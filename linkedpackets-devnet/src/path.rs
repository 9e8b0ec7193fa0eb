use std::sync::Arc;

use anyhow::{anyhow, Result};
use log::debug;

use linkedpackets_middleware::channel::{Acknowledgement, Counterparty, Order, Packet};

use crate::TestChain;

const RELAYER: &str = "relayer";

pub struct Endpoint {
    pub chain: Arc<TestChain>,
    pub port_id: String,
    pub channel_id: String,
    /// Version this end settled on, set by the handshake.
    pub version: String,
}

impl Endpoint {
    fn new(chain: Arc<TestChain>) -> Self {
        let port_id = chain.port_id().to_string();
        Self {
            chain,
            port_id,
            channel_id: String::new(),
            version: String::new(),
        }
    }
}

/// A channel between two test chains, opened by driving both handshake
/// sides in order. `a` initiates.
pub struct Path {
    pub a: Endpoint,
    pub b: Endpoint,
    pub order: Order,
    pub connection_hops: Vec<String>,
    proposed_version: String,
}

impl Path {
    pub fn new(a: Arc<TestChain>, b: Arc<TestChain>) -> Self {
        Self {
            a: Endpoint::new(a),
            b: Endpoint::new(b),
            order: Order::Unordered,
            connection_hops: vec!["connection-0".to_string()],
            proposed_version: String::new(),
        }
    }

    /// Version `a` proposes at init. Empty by default.
    pub fn with_version(mut self, version: &str) -> Self {
        self.proposed_version = version.to_string();
        self
    }

    pub async fn handshake(&mut self) -> Result<()> {
        let a_channel = self.a.chain.relay.allocate_channel().await;
        let b_channel = self.b.chain.relay.allocate_channel().await;

        let a_version = self
            .a
            .chain
            .module
            .on_chan_open_init(
                self.order,
                &self.connection_hops,
                &self.a.port_id,
                &a_channel,
                &Counterparty::new(&self.b.port_id, ""),
                &self.proposed_version,
            )
            .await?;
        debug!("{} init {}: {}", self.a.chain.chain_id, a_channel, a_version);

        let b_version = self
            .b
            .chain
            .module
            .on_chan_open_try(
                self.order,
                &self.connection_hops,
                &self.b.port_id,
                &b_channel,
                &Counterparty::new(&self.a.port_id, &a_channel),
                &a_version,
            )
            .await?;
        debug!("{} try {}: {}", self.b.chain.chain_id, b_channel, b_version);

        self.a
            .chain
            .module
            .on_chan_open_ack(&self.a.port_id, &a_channel, &b_channel, &b_version)
            .await?;
        self.b
            .chain
            .module
            .on_chan_open_confirm(&self.b.port_id, &b_channel)
            .await?;

        self.a
            .chain
            .relay
            .open_channel(&self.a.port_id, &a_channel, Counterparty::new(&self.b.port_id, &b_channel), &b_version)
            .await;
        self.b
            .chain
            .relay
            .open_channel(&self.b.port_id, &b_channel, Counterparty::new(&self.a.port_id, &a_channel), &b_version)
            .await;

        self.a.channel_id = a_channel;
        self.a.version = b_version.clone();
        self.b.channel_id = b_channel;
        self.b.version = b_version;
        Ok(())
    }

    /// Delivers `packet` to the opposite end, writes the acknowledgement
    /// there and hands it back to the sender.
    pub async fn relay_packet(&self, packet: &Packet) -> Result<Acknowledgement> {
        let (source, destination) = if packet.source_channel == self.a.channel_id {
            (&self.a, &self.b)
        } else if packet.source_channel == self.b.channel_id {
            (&self.b, &self.a)
        } else {
            return Err(anyhow!("packet from unknown channel {}", packet.source_channel));
        };

        let acknowledgement = destination.chain.module.on_recv_packet(packet, RELAYER).await;
        destination.chain.ics4.write_acknowledgement(packet, &acknowledgement).await?;
        source
            .chain
            .module
            .on_acknowledgement_packet(packet, &acknowledgement, RELAYER)
            .await?;
        Ok(acknowledgement)
    }
}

--- EXERCISE BRIEF ---
Set down the whole listing once more, exactly as it appears.

--- OUTPUT FOR THIS TASK ---
filename linkedpackets-devnet/src/path.rs
repository 9e8b0ec7193fa0eb
use std::sync::Arc;

use anyhow::{anyhow, Result};
use log::debug;

use linkedpackets_middleware::channel::{Acknowledgement, Counterparty, Order, Packet};

use crate::TestChain;

const RELAYER: &str = "relayer";

pub struct Endpoint {
    pub chain: Arc<TestChain>,
    pub port_id: String,
    pub channel_id: String,
    /// Version this end settled on, set by the handshake.
    pub version: String,
}

impl Endpoint {
    fn new(chain: Arc<TestChain>) -> Self {
        let port_id = chain.port_id().to_string();
        Self {
            chain,
            port_id,
            channel_id: String::new(),
            version: String::new(),
        }
    }
}

/// A channel between two test chains, opened by driving both handshake
/// sides in order. `a` initiates.
pub struct Path {
    pub a: Endpoint,
    pub b: Endpoint,
    pub order: Order,
    pub connection_hops: Vec<String>,
    proposed_version: String,
}

impl Path {
    pub fn new(a: Arc<TestChain>, b: Arc<TestChain>) -> Self {
        Self {
            a: Endpoint::new(a),
            b: Endpoint::new(b),
            order: Order::Unordered,
            connection_hops: vec!["connection-0".to_string()],
            proposed_version: String::new(),
        }
    }

    /// Version `a` proposes at init. Empty by default.
    pub fn with_version(mut self, version: &str) -> Self {
        self.proposed_version = version.to_string();
        self
    }

    pub async fn handshake(&mut self) -> Result<()> {
        let a_channel = self.a.chain.relay.allocate_channel().await;
        let b_channel = self.b.chain.relay.allocate_channel().await;

        let a_version = self
            .a
            .chain
            .module
            .on_chan_open_init(
                self.order,
                &self.connection_hops,
                &self.a.port_id,
                &a_channel,
                &Counterparty::new(&self.b.port_id, ""),
                &self.proposed_version,
            )
            .await?;
        debug!("{} init {}: {}", self.a.chain.chain_id, a_channel, a_version);

        let b_version = self
            .b
            .chain
            .module
            .on_chan_open_try(
                self.order,
                &self.connection_hops,
                &self.b.port_id,
                &b_channel,
                &Counterparty::new(&self.a.port_id, &a_channel),
                &a_version,
            )
            .await?;
        debug!("{} try {}: {}", self.b.chain.chain_id, b_channel, b_version);

        self.a
            .chain
            .module
            .on_chan_open_ack(&self.a.port_id, &a_channel, &b_channel, &b_version)
            .await?;
        self.b
            .chain
            .module
            .on_chan_open_confirm(&self.b.port_id, &b_channel)
            .await?;

        self.a
            .chain
            .relay
            .open_channel(&self.a.port_id, &a_channel, Counterparty::new(&self.b.port_id, &b_channel), &b_version)
            .await;
        self.b
            .chain
            .relay
            .open_channel(&self.b.port_id, &b_channel, Counterparty::new(&self.a.port_id, &a_channel), &b_version)
            .await;

        self.a.channel_id = a_channel;
        self.a.version = b_version.clone();
        self.b.channel_id = b_channel;
        self.b.version = b_version;
        Ok(())
    }

    /// Delivers `packet` to the opposite end, writes the acknowledgement
    /// there and hands it back to the sender.
    pub async fn relay_packet(&self, packet: &Packet) -> Result<Acknowledgement> {
        let (source, destination) = if packet.source_channel == self.a.channel_id {
            (&self.a, &self.b)
        } else if packet.source_channel == self.b.channel_id {
            (&self.b, &self.a)
        } else {
            return Err(anyhow!("packet from unknown channel {}", packet.source_channel));
        };

        let acknowledgement = destination.chain.module.on_recv_packet(packet, RELAYER).await;
        destination.chain.ics4.write_acknowledgement(packet, &acknowledgement).await?;
        source
            .chain
            .module
            .on_acknowledgement_packet(packet, &acknowledgement, RELAYER)
            .await?;
        Ok(acknowledgement)
    }
}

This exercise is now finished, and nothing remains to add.